In a study just published in the American Chemical Society journal Bio Macromolecules, scientists from Sweden’s KTH Royal Institute of Technology describe their creation of a “nanoporous cellulosic template.” That’s essentially a fancy term for wood that’s been altered structurally, so that it allows as much as 85 percent of light to pass through it. That’s actually close to the light-transmittance level of clear glass, which allows between 80 and 99 percent of light through.

How did they pull off that trick? The researchers heated wood and treated it with chemicals to remove lignin, an organic substance — sort of a natural plastic — that binds together the ingredients of wood, and in the process gives wood its color. To allow light to go through even more easily, they replaced the lignin in the walls of wood cells with methyl methacrylate, a substance that you probably know by the brand name Plexiglas.

“When the lignin is removed, the wood becomes beautifully white,” Lars Berglund, a professor at KTH’s Wallenberg Wood Science Center, explained in a press release. “But because wood is not naturally transparent, we achieve that effect with some nanoscale tailoring.”

So far, the see-through wood has only been produced in tiny quantities, but the process would be scalable to produce building materials, the scientists say.

Because the material isn’t totally transparent, it would be possible to create walls, roofs and even windows that would let in plenty of light but still allow residents of buildings to have some degree of privacy, according to Berglund. In the process, they could save on their electricity bills, since having all that natural light would free them from having to rely so much upon lamps and light fixtures.

Berglund also envisions using the translucent wood to create big arrays of solar cells on the exteriors of houses and buildings.

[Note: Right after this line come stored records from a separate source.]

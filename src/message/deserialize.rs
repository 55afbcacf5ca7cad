use std::num::NonZeroU32;

use crate::codec::{self, ReadBuf};
use crate::error::{Error, ErrorKind, Result};
use crate::protocol::{
    self, Endianness, FieldCode, Flags, MessageType, FIXED_HEADER_LENGTH, MAX_FRAME_LENGTH,
};
use crate::signature::{self, OwnedSignature};
use crate::value::Value;

use super::{Message, MessageKind};

/// The decoded fixed portion of a frame.
///
/// Reading a frame is a two step affair: the fixed 16 bytes determine the
/// byte order and how much more to read, then the rest of the frame is
/// pulled off the stream and handed to [`Message::deserialize`] whole.
#[derive(Debug, Clone, Copy)]
pub(crate) struct FrameHeader {
    pub(crate) endianness: Endianness,
    pub(crate) message_type: MessageType,
    pub(crate) flags: Flags,
    pub(crate) serial: u32,
    pub(crate) body_length: usize,
    pub(crate) fields_length: usize,
}

impl FrameHeader {
    /// Decode the fixed header, validating the endianness tag, message
    /// type and protocol version.
    pub(crate) fn parse(fixed: &[u8; FIXED_HEADER_LENGTH]) -> Result<Self> {
        let Some(endianness) = Endianness::from_tag(fixed[0]) else {
            return Err(ErrorKind::InvalidEndianness(fixed[0]).into());
        };

        let message_type = match fixed[1] {
            1 => MessageType::METHOD_CALL,
            2 => MessageType::METHOD_RETURN,
            3 => MessageType::ERROR,
            4 => MessageType::SIGNAL,
            other => return Err(ErrorKind::InvalidMessageType(other).into()),
        };

        if fixed[3] != protocol::VERSION {
            return Err(ErrorKind::InvalidProtocol(fixed[3]).into());
        }

        let mut cur = ReadBuf::new(fixed, endianness);
        cur.set_pos(4);
        let body_length = cur.take_u32()? as usize;
        let serial = cur.take_u32()?;
        let fields_length = cur.take_u32()? as usize;

        if serial == 0 {
            return Err(ErrorKind::ZeroSerial.into());
        }

        Ok(Self {
            endianness,
            message_type,
            flags: Flags(fixed[2]),
            serial,
            body_length,
            fields_length,
        })
    }

    /// The number of bytes in the frame beyond the fixed header: the field
    /// array, its padding to the body boundary, and the body.
    ///
    /// Both lengths come straight off the wire, so the frame is sized in
    /// `u64` and checked against the cap before any narrowing back to
    /// `usize`; on 32-bit targets a hostile length must not wrap around
    /// the arithmetic instead of being rejected.
    pub(crate) fn remaining_length(&self) -> Result<usize> {
        let fields_end = FIXED_HEADER_LENGTH as u64 + self.fields_length as u64;
        let total = (fields_end + 7) / 8 * 8 + self.body_length as u64;

        if total > MAX_FRAME_LENGTH as u64 {
            return Err(ErrorKind::MessageTooLarge(total).into());
        }

        Ok(total as usize - FIXED_HEADER_LENGTH)
    }
}

/// The header fields recognised on a frame, prior to the mandatory-field
/// checks for its message type.
#[derive(Default)]
struct HeaderFields {
    path: Option<String>,
    interface: Option<String>,
    member: Option<String>,
    error_name: Option<String>,
    reply_serial: Option<u32>,
    destination: Option<String>,
    sender: Option<String>,
    signature: Option<String>,
    unix_fds: Option<u32>,
}

impl HeaderFields {
    fn set(&mut self, code: u8, value: Value) -> Result<()> {
        match (FieldCode(code), value) {
            (FieldCode::PATH, Value::ObjectPath(v)) => self.path = Some(v),
            (FieldCode::INTERFACE, Value::Str(v)) => self.interface = Some(v),
            (FieldCode::MEMBER, Value::Str(v)) => self.member = Some(v),
            (FieldCode::ERROR_NAME, Value::Str(v)) => self.error_name = Some(v),
            (FieldCode::REPLY_SERIAL, Value::Uint32(v)) => self.reply_serial = Some(v),
            (FieldCode::DESTINATION, Value::Str(v)) => self.destination = Some(v),
            (FieldCode::SENDER, Value::Str(v)) => self.sender = Some(v),
            (FieldCode::SIGNATURE, Value::Signature(v)) => self.signature = Some(v),
            (FieldCode::UNIX_FDS, Value::Uint32(v)) => self.unix_fds = Some(v),
            _ => return Err(ErrorKind::InvalidHeaderField.into()),
        }

        Ok(())
    }

    fn reply_serial(&self) -> Result<NonZeroU32> {
        self.reply_serial
            .and_then(NonZeroU32::new)
            .ok_or_else(|| Error::new(ErrorKind::MissingReplySerial))
    }
}

impl Message {
    /// Unmarshal a complete frame into a message.
    ///
    /// `frame` must contain exactly the frame, fixed header included. The
    /// body is not decoded here; it is sliced out and kept with its byte
    /// order for decoding on demand.
    pub fn deserialize(frame: &[u8]) -> Result<Self> {
        let fixed = frame
            .get(..FIXED_HEADER_LENGTH)
            .and_then(|fixed| <&[u8; FIXED_HEADER_LENGTH]>::try_from(fixed).ok())
            .ok_or_else(|| Error::new(ErrorKind::IncompleteMessage))?;

        let header = FrameHeader::parse(fixed)?;

        if frame.len() != FIXED_HEADER_LENGTH + header.remaining_length()? {
            return Err(ErrorKind::IncompleteMessage.into());
        }

        let mut cur = ReadBuf::new(frame, header.endianness);
        cur.set_pos(12);
        let fields_length = cur.take_u32()? as usize;
        let fields_end = cur.pos() + fields_length;

        let mut fields = HeaderFields::default();

        while cur.pos() < fields_end {
            cur.align(8)?;
            let code = cur.take_u8()?;
            let embedded = cur.take_signature_str()?;
            let node = signature::parse_single(embedded)
                .map_err(|_| Error::new(ErrorKind::InvalidHeaderField))?;
            let value = codec::decode(&mut cur, &node)?;

            match code {
                0 => return Err(ErrorKind::InvalidHeaderField.into()),
                1..=9 => fields.set(code, value)?,
                _ => {
                    log::warn!("framer: ignoring unknown header field code {code}");
                }
            }
        }

        if cur.pos() != fields_end {
            return Err(ErrorKind::InvalidHeaderField.into());
        }

        if let Some(unix_fds) = fields.unix_fds {
            if unix_fds != 0 {
                return Err(ErrorKind::UnsupportedType(b'h').into());
            }
        }

        cur.align(8)?;
        let body = cur.take_bytes(header.body_length)?;

        let signature = match fields.signature.as_deref() {
            None | Some("") => {
                if header.body_length != 0 {
                    return Err(ErrorKind::InvalidHeaderField.into());
                }

                OwnedSignature::empty()
            }
            Some(raw) => OwnedSignature::new(raw)?,
        };

        let kind = match header.message_type {
            MessageType::METHOD_CALL => MessageKind::MethodCall {
                path: take_field(fields.path, ErrorKind::MissingPath)?,
                member: take_field(fields.member, ErrorKind::MissingMember)?,
            },
            MessageType::METHOD_RETURN => MessageKind::MethodReturn {
                reply_serial: fields.reply_serial()?,
            },
            MessageType::ERROR => {
                let reply_serial = fields.reply_serial()?;

                MessageKind::Error {
                    error_name: take_field(fields.error_name, ErrorKind::MissingErrorName)?,
                    reply_serial,
                }
            }
            _ => {
                if fields.interface.is_none() {
                    return Err(ErrorKind::MissingInterface.into());
                }

                MessageKind::Signal {
                    path: take_field(fields.path, ErrorKind::MissingPath)?,
                    member: take_field(fields.member, ErrorKind::MissingMember)?,
                }
            }
        };

        // Serial is validated non-zero by FrameHeader::parse.
        let Some(serial) = NonZeroU32::new(header.serial) else {
            return Err(ErrorKind::ZeroSerial.into());
        };

        Ok(Self {
            kind,
            serial,
            flags: header.flags,
            interface: fields.interface.map(Box::from),
            destination: fields.destination.map(Box::from),
            sender: fields.sender.map(Box::from),
            signature,
            body: body.to_vec(),
            endianness: header.endianness,
        })
    }
}

fn take_field(field: Option<String>, missing: ErrorKind) -> Result<Box<str>> {
    match field {
        Some(value) => Ok(value.into()),
        None => Err(missing.into()),
    }
}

The transparent wood is just the latest in an array of see-through materials developed in recent years by researchers. Hungarian architect Aron Losonczi has developed a hybrid light-transmitting concrete with glass fibers mixed into the material. And in 2015, researchers at Pennsylvania State University created a new type of transparent metal that could be used to make large-screen TVs, computer monitors and “smart windows.”

In March, Japanese architect Kazuyo Sejima unveiled a design for a commuter train with some parts that are transparent and others that reflect light. The idea is that the train would blend into its surroundings almost invisibly. European aircraft manufacturer Airbus also has envisioned a future airliner with a fuselage that could become transparent, giving passengers a 360-degree view of the sky and eliminating the need for windows.